// rectrace: recursion tree tracer with a terminal call-tree viewer

use std::fs;
use std::io::{self, Write};
use std::path::PathBuf;
use std::process::ExitCode;

use clap::{Parser, ValueEnum};
use crossterm::{
    execute,
    terminal::{disable_raw_mode, enable_raw_mode, EnterAlternateScreen, LeaveAlternateScreen},
};
use ratatui::{backend::CrosstermBackend, Terminal};
use tracing_subscriber::EnvFilter;

use rectrace::instrument::Instrumenter;
use rectrace::interpreter::constants::{
    DEFAULT_ENTRY_NAME, DEFAULT_MAX_CALL_DEPTH, DEFAULT_MAX_NODES, DEFAULT_MAX_STEPS,
};
use rectrace::interpreter::ExecutionLimits;
use rectrace::session::TraceSession;
use rectrace::trace::{TraceOptions, TraceStrategy};
use rectrace::ui::App;

#[derive(Debug, Clone, Copy, PartialEq, Eq, ValueEnum)]
enum StrategyArg {
    /// Record calls from inside the interpreter
    Hooks,
    /// Instrument the routine text and run the result
    Rewrite,
}

impl From<StrategyArg> for TraceStrategy {
    fn from(arg: StrategyArg) -> Self {
        match arg {
            StrategyArg::Hooks => TraceStrategy::EvaluatorHooks,
            StrategyArg::Rewrite => TraceStrategy::SourceRewrite,
        }
    }
}

/// Trace a recursive routine and replay its call tree
#[derive(Debug, Parser)]
#[command(name = "rectrace", version, about)]
struct Cli {
    /// File containing the routine
    file: PathBuf,

    /// Argument list for the top-level call, e.g. "5" or "[1, 2, 3], 0"
    #[arg(short, long, allow_hyphen_values = true)]
    args: Option<String>,

    /// Name of the routine to trace
    #[arg(short, long, default_value = DEFAULT_ENTRY_NAME)]
    entry: String,

    /// How calls are recorded
    #[arg(short, long, value_enum, default_value_t = StrategyArg::Hooks)]
    strategy: StrategyArg,

    /// Reject traces with more calls than this
    #[arg(long, default_value_t = DEFAULT_MAX_NODES)]
    max_nodes: usize,

    /// Maximum nested routine activations
    #[arg(long, default_value_t = DEFAULT_MAX_CALL_DEPTH)]
    max_depth: usize,

    /// Maximum executed statements and loop iterations
    #[arg(long, default_value_t = DEFAULT_MAX_STEPS)]
    max_steps: u64,

    /// Print the trace, layout and console output as JSON instead of opening the viewer
    #[arg(long, conflicts_with = "emit_instrumented")]
    json: bool,

    /// Print the instrumented routine text and exit
    #[arg(long)]
    emit_instrumented: bool,

    /// Log filter used when RUST_LOG is not set
    #[arg(long, default_value = "warn")]
    log_level: String,
}

fn main() -> ExitCode {
    let cli = Cli::parse();
    init_tracing(&cli.log_level);

    match run(cli) {
        Ok(()) => ExitCode::SUCCESS,
        Err(e) => {
            eprintln!("Error: {}", e);
            ExitCode::FAILURE
        }
    }
}

fn init_tracing(level: &str) {
    let filter = EnvFilter::try_from_default_env()
        .or_else(|_| EnvFilter::try_new(level))
        .unwrap_or_else(|_| EnvFilter::new("warn"));

    tracing_subscriber::fmt()
        .with_env_filter(filter)
        .with_writer(io::stderr)
        .with_target(false)
        .init();
}

fn run(cli: Cli) -> Result<(), Box<dyn std::error::Error>> {
    let source = fs::read_to_string(&cli.file)
        .map_err(|e| format!("cannot read '{}': {}", cli.file.display(), e))?;

    if cli.emit_instrumented {
        let routine = Instrumenter::new(cli.entry.as_str()).instrument(&source)?;
        let mut stdout = io::stdout().lock();
        writeln!(stdout, "{}", routine.source)?;
        return Ok(());
    }

    let options = TraceOptions {
        entry_name: cli.entry.clone(),
        strategy: cli.strategy.into(),
        limits: ExecutionLimits {
            max_call_depth: cli.max_depth,
            max_steps: cli.max_steps,
            max_nodes: Some(cli.max_nodes),
        },
    };
    let mut session = TraceSession::new(options);

    tracing::info!(file = %cli.file.display(), "tracing");
    let visualization = session.visualize(&source, cli.args.as_deref())?;

    if cli.json {
        let mut stdout = io::stdout().lock();
        serde_json::to_writer_pretty(&mut stdout, &visualization.export(&cli.entry))?;
        writeln!(stdout)?;
        return Ok(());
    }

    // Set up terminal
    enable_raw_mode()?;
    let mut stdout = io::stdout();
    execute!(stdout, EnterAlternateScreen)?;
    let backend = CrosstermBackend::new(stdout);
    let mut terminal = Terminal::new(backend)?;

    let mut app = App::new(visualization, source, &cli.entry);
    let res = app.run(&mut terminal);

    // Restore terminal
    disable_raw_mode()?;
    execute!(terminal.backend_mut(), LeaveAlternateScreen)?;
    terminal.show_cursor()?;

    res?;
    Ok(())
}
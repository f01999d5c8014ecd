//! # Introduction
//!
//! rectrace runs a JavaScript-style routine, records every invocation of its
//! entry routine as a node in a call tree, lays the tree out in two
//! dimensions and replays it call by call in a terminal UI built with
//! [ratatui](https://docs.rs/ratatui).
//!
//! ## Pipeline
//!
//! ```text
//! Source → (Instrumenter) → Parser → AST → Interpreter → Trace → Layout → Playback → TUI
//! ```
//!
//! 1. [`instrument`]: textual rewriting that makes the entry routine record
//!    itself (tracking parameters, call-site arguments, node creation, return
//!    capture).
//! 2. [`parser`]: tokenises the source and builds an AST.
//! 3. [`interpreter`]: walks the AST. Entry-routine calls are recorded either
//!    by evaluator hooks or by the instrumented text calling `createNode`.
//! 4. [`memory`]: runtime values and the call stack.
//! 5. [`trace`]: the call-tree model, the per-run trace context and the
//!    executor that ties the steps above together.
//! 6. [`layout`]: logical columns/rows and pixel positions for each node.
//! 7. [`playback`]: call/return events, node states and narration.
//! 8. [`session`]: node ceiling and layout on top of the executor.
//! 9. [`ui`]: ratatui-based TUI; not part of the stable library API.
//!
//! ## Example
//!
//! ```
//! use rectrace::session::TraceSession;
//!
//! let source = "function fn(n) { return n <= 1 ? 1 : n * fn(n - 1); }";
//! let vis = TraceSession::default().visualize(source, Some("3")).unwrap();
//! assert_eq!(vis.run.trace.len(), 4);
//! assert_eq!(vis.run.trace.nodes[0].format_return(), "6");
//! ```

pub mod instrument;
pub mod interpreter;
pub mod layout;
pub mod memory;
pub mod parser;
pub mod playback;
pub mod session;
pub mod trace;
pub mod ui;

____

◆ **Task**
Please print, exactly and with nothing else, the lines from the first line of the entries through the line containing "#[arg(long, default_value_t = DEFAULT_MAX_CALL_DEPTH)]".

◆ **Reply to the task**
// rectrace: recursion tree tracer with a terminal call-tree viewer

use std::fs;
use std::io::{self, Write};
use std::path::PathBuf;
use std::process::ExitCode;

use clap::{Parser, ValueEnum};
use crossterm::{
    execute,
    terminal::{disable_raw_mode, enable_raw_mode, EnterAlternateScreen, LeaveAlternateScreen},
};
use ratatui::{backend::CrosstermBackend, Terminal};
use tracing_subscriber::EnvFilter;

use rectrace::instrument::Instrumenter;
use rectrace::interpreter::constants::{
    DEFAULT_ENTRY_NAME, DEFAULT_MAX_CALL_DEPTH, DEFAULT_MAX_NODES, DEFAULT_MAX_STEPS,
};
use rectrace::interpreter::ExecutionLimits;
use rectrace::session::TraceSession;
use rectrace::trace::{TraceOptions, TraceStrategy};
use rectrace::ui::App;

#[derive(Debug, Clone, Copy, PartialEq, Eq, ValueEnum)]
enum StrategyArg {
    /// Record calls from inside the interpreter
    Hooks,
    /// Instrument the routine text and run the result
    Rewrite,
}

impl From<StrategyArg> for TraceStrategy {
    fn from(arg: StrategyArg) -> Self {
        match arg {
            StrategyArg::Hooks => TraceStrategy::EvaluatorHooks,
            StrategyArg::Rewrite => TraceStrategy::SourceRewrite,
        }
    }
}

/// Trace a recursive routine and replay its call tree
#[derive(Debug, Parser)]
#[command(name = "rectrace", version, about)]
struct Cli {
    /// File containing the routine
    file: PathBuf,

    /// Argument list for the top-level call, e.g. "5" or "[1, 2, 3], 0"
    #[arg(short, long, allow_hyphen_values = true)]
    args: Option<String>,

    /// Name of the routine to trace
    #[arg(short, long, default_value = DEFAULT_ENTRY_NAME)]
    entry: String,

    /// How calls are recorded
    #[arg(short, long, value_enum, default_value_t = StrategyArg::Hooks)]
    strategy: StrategyArg,

    /// Reject traces with more calls than this
    #[arg(long, default_value_t = DEFAULT_MAX_NODES)]
    max_nodes: usize,

    /// Maximum nested routine activations
    #[arg(long, default_value_t = DEFAULT_MAX_CALL_DEPTH)]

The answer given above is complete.